Luçon (France) – « Des prêtres ont commis des crimes de violences sexuelles contre des enfants »: pour la première fois en France, une plaque fait désormais « mémoire » aux dizaines de victimes agressées depuis les années 1940 au diocèse vendéen de Luçon.
Dans un silence recueilli à la cathédrale de Luçon dimanche après-midi, Mgr François Jacolin a dévoilé devant 250 personnes une plaque où est inscrit un long texte de repentance de l’Eglise de Vendée.
Rassemblées dans le cloître, il y a parmi elles, une trentaine de victimes abusées durant leur enfance, leur entourage, des prêtres et des fidèles.
« Des prêtres ont commis des violences sexuelles contre des enfants qui leur étaient confiés« , lit-on sur cette plaque. « Des pasteurs à la tête du diocèse de Luçon ont manqué de lucidité, de courage et de justice devant de tels actes, aggravant ainsi les souffrances des enfants violentés, et exposant d’autres enfants aux mêmes risques« , ajoute ce texte qui appelle les prêtres mis en cause à demander « pardon » et vivre dans le « repentir« .
Installée dans une chapelle de la cathédrale, la plaque honore la mémoire de ces enfants agressées par des hommes d’église, en Vendée depuis 1940.
Un geste salué par le collectif des victimes de Vendée et son cofondateur Jean-Pierre Sautreau, ancien pensionnaire de Chavagnes-en-Paillers, abusé à 12 ans. Son livre, « Une Croix sur l’enfance » paru en 2018, a déclenché une enquête au diocèse de Luçon.
« Quand j’ai écrit mon premier livre, je ne pensais pas réunir autant de victimes autour de moi (il en dénombre 120 ndlr). C’est un premier pas et un geste très fort de la part de l’évêque de Vendée. On est réparés localement mais on attend que l’Eglise de France et les autres évêques effectuent également cette démarche« , a-t-il dit.
Silencieux dimanche, l’évêque de Luçon rappelait il y a quelques jours à l’AFP que « c’était une demande d’un certain nombre de victimes pour que soit fait mémoire, symboliquement« . « On ne peut jamais réparer totalement« , admettait-il.
Cette déclaration de repentance avait été annoncée en octobre par l’évêque qui avait dénombré 65 victimes depuis les années 1940, dont 12 femmes.
L’enquête avait été menée sur des faits de pédophilie durant la période 1950-1979, dans deux établissements, Chavagnes-en-Paillers et l’institution Saint-Joseph de Fontenay-le-Comte.
– « Une reconnaissance incommensurable » –
Leurs souvenirs enfouis, la plupart des victimes expriment une émotion rentrée.

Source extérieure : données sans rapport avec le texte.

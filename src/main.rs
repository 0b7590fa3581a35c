//! # Clinic Scribe Backend - Main Application Entry Point
//!
//! Actix-web server for the clinic dictation workflow:
//!
//! ## Application Architecture:
//! - **config**: application configuration (TOML files + environment variables)
//! - **state**: shared application state and metrics
//! - **error**: custom error types and HTTP error responses
//! - **middleware**: request logging and metrics collection
//! - **health**: system health and metrics endpoints
//! - **audio**: PCM frame validation for the dictation stream
//! - **speech**: live dictation relay (WebSocket ↔ streaming recognizer)
//! - **llm**: generative text backend (Gemini)
//! - **notes**: transcript → structured consultation draft extraction
//! - **adr**: adverse-drug-reaction screening against the label registry
//! - **handlers**: thin HTTP handlers over the engines
//!
//! ## Request Surface:
//! - `GET  /live_transcript` — WebSocket dictation relay
//! - `POST /process_transcript_text` — structure the accumulated transcript
//! - `POST /adr_screening` — screen the transcript for drug alerts
//! - `GET  /health`, `/api/v1/health`, `/api/v1/metrics`, `/api/v1/config`

mod adr;
mod audio;
mod config;
mod error;
mod handlers;
mod health;
mod llm;
mod middleware;
mod notes;
mod speech;
mod state;

use actix_cors::Cors;
use actix_web::{middleware::Logger, web, App, HttpServer};
use anyhow::Result;
use config::AppConfig;
use state::AppState;
use std::sync::atomic::{AtomicBool, Ordering};
use tracing::{error, info};
use tracing_subscriber::{layer::SubscriberExt, util::SubscriberInitExt};

/// Global shutdown signal, set by the signal handler task and polled by the
/// main select loop for graceful shutdown.
static SHUTDOWN_SIGNAL: AtomicBool = AtomicBool::new(false);

#[actix_web::main]
async fn main() -> Result<()> {
    // Load environment variables from .env file (if it exists)
    dotenv::dotenv().ok();

    init_tracing()?;

    let config = AppConfig::load()?;
    config.validate()?;

    info!("Starting clinic-scribe-backend v{}", env!("CARGO_PKG_VERSION"));
    info!("Configuration loaded: {}:{}", config.server.host, config.server.port);
    if !config.gemini_configured() {
        info!("Gemini API key not set; note structuring and ADR screening will answer 503");
    }
    if config.speech.endpoint_url.trim().is_empty() {
        info!("Speech recognizer endpoint not set; live dictation will answer 503");
    }

    let app_state = AppState::new(config.clone());
    let bind_addr = format!("{}:{}", config.server.host, config.server.port);

    setup_signal_handlers();

    info!("Starting HTTP server on {}", bind_addr);

    let server = HttpServer::new(move || {
        // The consultation UI is served from a different origin in
        // development, so CORS stays permissive here.
        let cors = Cors::default()
            .allow_any_origin()
            .allow_any_method()
            .allow_any_header()
            .max_age(3600);

        App::new()
            .app_data(web::Data::new(app_state.clone()))
            .wrap(cors)
            .wrap(Logger::default())
            .wrap(middleware::MetricsMiddleware)
            .wrap(middleware::RequestLogging)
            .service(
                web::scope("/api/v1")
                    .route("/health", web::get().to(health::health_check))
                    .route("/metrics", web::get().to(health::detailed_metrics))
                    .route("/config", web::get().to(handlers::get_config))
                    .route("/config", web::put().to(handlers::update_config)),
            )
            .route("/health", web::get().to(health::health_check))
            .route(
                "/process_transcript_text",
                web::post().to(handlers::process_transcript_text),
            )
            .route("/adr_screening", web::post().to(handlers::adr_screening))
            .route("/live_transcript", web::get().to(speech::relay::live_transcript))
    })
    .bind(&bind_addr)?
    .run();

    let server_handle = server.handle();
    let server_task = tokio::spawn(server);

    // Race the server against the shutdown signal.
    tokio::select! {
        result = server_task => {
            match result {
                Ok(server_result) => {
                    if let Err(e) = server_result {
                        error!("Server error: {}", e);
                    }
                }
                Err(e) => {
                    error!("Server task error: {}", e);
                }
            }
        }
        _ = wait_for_shutdown() => {
            info!("Shutdown signal received, stopping server...");
            server_handle.stop(true).await;
        }
    }

    info!("Server stopped gracefully");
    Ok(())
}

/// Initialize the tracing (logging) system for the application.
///
/// `RUST_LOG` controls the filter; the default keeps this crate at debug and
/// actix at info.
fn init_tracing() -> Result<()> {
    tracing_subscriber::registry()
        .with(
            tracing_subscriber::EnvFilter::try_from_default_env()
                .unwrap_or_else(|_| "clinic_scribe_backend=debug,actix_web=info".into()),
        )
        .with(tracing_subscriber::fmt::layer())
        .init();

    Ok(())
}

/// Listen for SIGTERM/SIGINT and flip the global shutdown flag.
fn setup_signal_handlers() {
    tokio::spawn(async {
        let mut sigterm = tokio::signal::unix::signal(tokio::signal::unix::SignalKind::terminate())
            .expect("Failed to install SIGTERM handler");
        let mut sigint = tokio::signal::unix::signal(tokio::signal::unix::SignalKind::interrupt())
            .expect("Failed to install SIGINT handler");

        tokio::select! {
            _ = sigterm.recv() => {
                info!("Received SIGTERM");
            }
            _ = sigint.recv() => {
                info!("Received SIGINT");
            }
        }

        SHUTDOWN_SIGNAL.store(true, Ordering::SeqCst);
    });
}

/// Wait for the shutdown signal to be set.
///
/// Simple polling keeps the select arm trivial; 100ms of shutdown latency is
/// irrelevant next to in-flight dictations being drained.
async fn wait_for_shutdown() {
    while !SHUTDOWN_SIGNAL.load(Ordering::SeqCst) {
        tokio::time::sleep(tokio::time::Duration::from_millis(100)).await;
    }
}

« Cette cérémonie, cette plaque, chaque victime est reconnue comme telle, elles peuvent de nouveau se regarder dans la glace, et dans les yeux des autres« , affirme Michel, 66 ans et retraité, abusé à Chavagnes. Père de trois enfants, il n’en avait jamais parlé avant le livre de Jean-Pierre Sautreau.
« C’est un geste très fort, c’est un premier pas mais il faut aller plus loin car on a eu des vies brisées« , souligne cet homme qui n’a pas l’impression « d’avoir été heureux« . « Je n’ai pas eu la carrière que j’aurais voulu à cause de mes addictions et j’ai eu du mal à aimer parce que je ne m’aimais pas moi-même. Heureusement mes trois enfants ont réussi« , se console le sexagénaire qui attend des réparations financières.
Pour Blandine Chaillou-Berthier, 68 ans, violée à 6 ans par son oncle prêtre, cette cérémonie est « une reconnaissance incommensurable« . Elle est de ces « adultes qui ont été des enfants sacrifiés » et y voit « une première étape dans la restauration de notre dignité« , « la vérité devait être dite et reconnue« .
Si la pose de cette plaque est bien une première en France, selon la Conférence des évêques de France (CEF), elle « n’est sans doute pas la dernière« , a souligné la CEF auprès de l’AFP.
La Commission indépendante sur les abus sexuels dans l’Église (Ciase) doit rendre ses travaux fin septembre. Lors d’un point d’étape en mars, elle a estimé le nombre de victimes de pédocriminalité dans l’Eglise à « au moins 10.000 » depuis 1950.
En Suisse romande, l’Eglise catholique a récemment procédé à la pose de telles plaques, en novembre 2019 dans la cathédrale de St-Nicolas à Fribourg et en février 2020 à Monthey.